Depuis les grandes monographies de Louis-Vincent Thomas en
anthropologie et de Paul Pélissier en géographie humaine parues dans
les années 1960, les sociétés jóola ont fait l'objet de multiples travaux :
historiens, ethnologues, sociologues, géographes, linguistes, juristes se
sont succédé sur le terrain pour en explorer tour à tour telle ou telle
facette, telle ou telle micro-région. Dès les années 1970, une première
génération d'intellectuels natifs de la région réfléchissait sur les institutions,
les traditions orales et les rituels villageois. Le conflit casamançais
qui a éclaté en 1982, en focalisant l'attention de nombreux chercheurs
sur les ressorts de la rébellion et la représentation des différentes
populations au sein du MFDC, a semblé renvoyer à d'autres lunes l'intérêt
et l'opportunité de poursuivre des recherches ethnographiques. Par
la voix des idéologues du mouvement indépendantiste se répandait une
nouvelle vulgate, construite sur des héros historiques, un royaume et
une onomastique. Depuis 2002, date à laquelle Paul Diédhiou a soutenu
sa thèse, d'autres travaux ont enfin exploré la question de la construction
historique et politique d'une «identité jóola».

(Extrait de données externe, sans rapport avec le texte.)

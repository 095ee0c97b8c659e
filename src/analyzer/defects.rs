use std::collections::BTreeMap;

use serde::Serialize;

use super::filter::{in_range, DateRange};
use crate::config::DEFAULT_BONUS_RATE;
use crate::parser::types::{label_or_unspecified, DefectRepair};

#[derive(Debug, Clone, Default, PartialEq, Serialize)]
#[serde(rename_all = "camelCase")]
pub struct DefectReport {
    pub total_count: usize,
    pub by_technician: BTreeMap<String, usize>,
    pub by_type: BTreeMap<String, usize>,
    pub bonus_by_technician: BTreeMap<String, f64>,
    pub total_bonus: f64,
    pub parts_usage: BTreeMap<String, usize>,
}

fn bump(map: &mut BTreeMap<String, usize>, key: &str) {
    *map.entry(label_or_unspecified(key).to_string()).or_insert(0) += 1;
}

/// Defect-repair statistics over `[range.start, range.end]` inclusive on `date`.
///
/// Blank technician/type/part values land in the "unspecified" bucket, so every count map
/// sums to `total_count`. Unpriced repairs are counted but earn no bonus entry.
pub fn compute_defect_stats(
    records: &[DefectRepair],
    range: &DateRange,
    bonus_rate: f64,
) -> DefectReport {
    let mut report = DefectReport::default();

    for r in records.iter().filter(|r| in_range(r.date, Some(range))) {
        report.total_count += 1;
        bump(&mut report.by_technician, &r.technician);
        bump(&mut report.by_type, &r.equipment_type);
        bump(&mut report.parts_usage, &r.part_used);

        if let Some(bonus) = r.bonus(bonus_rate) {
            *report
                .bonus_by_technician
                .entry(label_or_unspecified(&r.technician).to_string())
                .or_insert(0.0) += bonus;
        }
    }

    report.total_bonus = report.bonus_by_technician.values().sum();
    report
}

pub fn compute_defect_stats_default_rate(records: &[DefectRepair], range: &DateRange) -> DefectReport {
    compute_defect_stats(records, range, DEFAULT_BONUS_RATE)
}
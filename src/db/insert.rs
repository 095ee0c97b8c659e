use rusqlite::{Connection, Transaction};
use serde::Serialize;

use crate::analyzer::prices::PriceTable;
use crate::error::AppError;
use crate::parser::types::{DefectRepair, Ticket, WarrantyCard};

#[derive(Debug, Clone, Copy, Default, PartialEq, Eq, Serialize)]
#[serde(rename_all = "camelCase")]
pub struct ImportCounts {
    pub tickets: usize,
    pub defect_repairs: usize,
    pub warranty_cards: usize,
    pub price_rows: usize,
}

/// Records to persist in one go; every part may be empty.
#[derive(Debug, Clone, Default)]
pub struct ImportBatch {
    pub tickets: Vec<Ticket>,
    pub defect_repairs: Vec<DefectRepair>,
    pub warranty_cards: Vec<WarrantyCard>,
    pub prices: Option<PriceTable>,
}

pub(crate) fn ts_column(ts: Option<chrono::NaiveDateTime>) -> Option<String> {
    ts.map(|t| t.format("%Y-%m-%dT%H:%M:%S").to_string())
}

fn write_ticket(conn: &Connection, ticket: &Ticket) -> Result<(), AppError> {
    conn.prepare_cached(
        "INSERT INTO tickets (id, created_at, document, updated_at)
         VALUES (?1, ?2, ?3, datetime('now'))
         ON CONFLICT(id) DO UPDATE SET
            created_at = excluded.created_at,
            document = excluded.document,
            updated_at = excluded.updated_at",
    )?
    .execute(rusqlite::params![
        ticket.id,
        ts_column(ticket.created_at),
        serde_json::to_string(ticket)?,
    ])?;
    Ok(())
}

fn write_defect_repair(conn: &Connection, record: &DefectRepair) -> Result<(), AppError> {
    conn.prepare_cached(
        "INSERT OR REPLACE INTO defect_repairs (id, date, document) VALUES (?1, ?2, ?3)",
    )?
    .execute(rusqlite::params![
        record.id,
        ts_column(record.date),
        serde_json::to_string(record)?,
    ])?;
    Ok(())
}

fn write_warranty_card(conn: &Connection, card: &WarrantyCard) -> Result<(), AppError> {
    conn.prepare_cached(
        "INSERT OR REPLACE INTO warranty_cards (id, issued_at, document) VALUES (?1, ?2, ?3)",
    )?
    .execute(rusqlite::params![
        card.id,
        ts_column(card.issued_at),
        serde_json::to_string(card)?,
    ])?;
    Ok(())
}

fn write_price_table(tx: &Transaction<'_>, table: &PriceTable) -> Result<usize, AppError> {
    tx.execute("DELETE FROM prices", [])?;
    let mut stmt = tx.prepare_cached(
        "INSERT INTO prices (equipment_type, model, prices) VALUES (?1, ?2, ?3)",
    )?;
    let mut rows = 0;
    for (equipment_type, models) in &table.0 {
        for (model, prices) in models {
            stmt.execute(rusqlite::params![
                equipment_type,
                model,
                serde_json::to_string(prices)?
            ])?;
            rows += 1;
        }
    }
    Ok(rows)
}

/// Saves a ticket, replacing any stored ticket with the same id.
pub fn upsert_ticket(conn: &Connection, ticket: &Ticket) -> Result<(), AppError> {
    write_ticket(conn, ticket)?;
    log::debug!("Saved ticket {}", ticket.id);
    Ok(())
}

pub fn delete_ticket(conn: &Connection, id: &str) -> Result<(), AppError> {
    let deleted = conn.execute("DELETE FROM tickets WHERE id = ?1", [id])?;
    if deleted == 0 {
        return Err(AppError::TicketNotFound(id.to_string()));
    }
    log::info!("Deleted ticket {}", id);
    Ok(())
}

pub fn insert_defect_repair(conn: &Connection, record: &DefectRepair) -> Result<(), AppError> {
    write_defect_repair(conn, record)
}

pub fn insert_warranty_card(conn: &Connection, card: &WarrantyCard) -> Result<(), AppError> {
    write_warranty_card(conn, card)
}

/// Replaces the whole stored price table.
pub fn save_price_table(conn: &mut Connection, table: &PriceTable) -> Result<usize, AppError> {
    let tx = conn.transaction()?;
    let rows = write_price_table(&tx, table)?;
    tx.commit()?;
    Ok(rows)
}

/// Writes the batch in a single transaction: either everything lands or nothing does.
pub fn bulk_import(conn: &mut Connection, batch: &ImportBatch) -> Result<ImportCounts, AppError> {
    let tx = conn.transaction()?;

    for ticket in &batch.tickets {
        write_ticket(&tx, ticket)?;
    }
    for record in &batch.defect_repairs {
        write_defect_repair(&tx, record)?;
    }
    for card in &batch.warranty_cards {
        write_warranty_card(&tx, card)?;
    }
    let price_rows = match &batch.prices {
        Some(table) => write_price_table(&tx, table)?,
        None => 0,
    };

    tx.commit()?;

    let counts = ImportCounts {
        tickets: batch.tickets.len(),
        defect_repairs: batch.defect_repairs.len(),
        warranty_cards: batch.warranty_cards.len(),
        price_rows,
    };
    log::info!(
        "Imported {} tickets, {} defect repairs, {} warranty cards, {} price rows",
        counts.tickets,
        counts.defect_repairs,
        counts.warranty_cards,
        counts.price_rows
    );
    Ok(counts)
}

Du lutteur, dont l'intellectuel natif du village est devenu la figure
alternative comme porte-flambeau du village, Paul Diédhiou a toute la
pugnacité. Ainsi s'attaque-t-il de front aux discours identitaires postulant
une sorte d'identité essentielle et d'unité commune à tous les Jóola,
en les soumettant à une double critique : il rapporte ces arguments aux
trajectoires sociales de leurs auteurs, villageois diplômés et émigrés en
ville, d'une part, et, de l'autre, à la manière dont les habitants définissent
eux-mêmes la nature et les limites de leurs appartenances. L'originalité
et la véritable pertinence de son travail sont précisément de mettre
en regard les conditions historiques de l'émergence de cette entité
«jóola» avec les modes locaux d'identification et de différenciation.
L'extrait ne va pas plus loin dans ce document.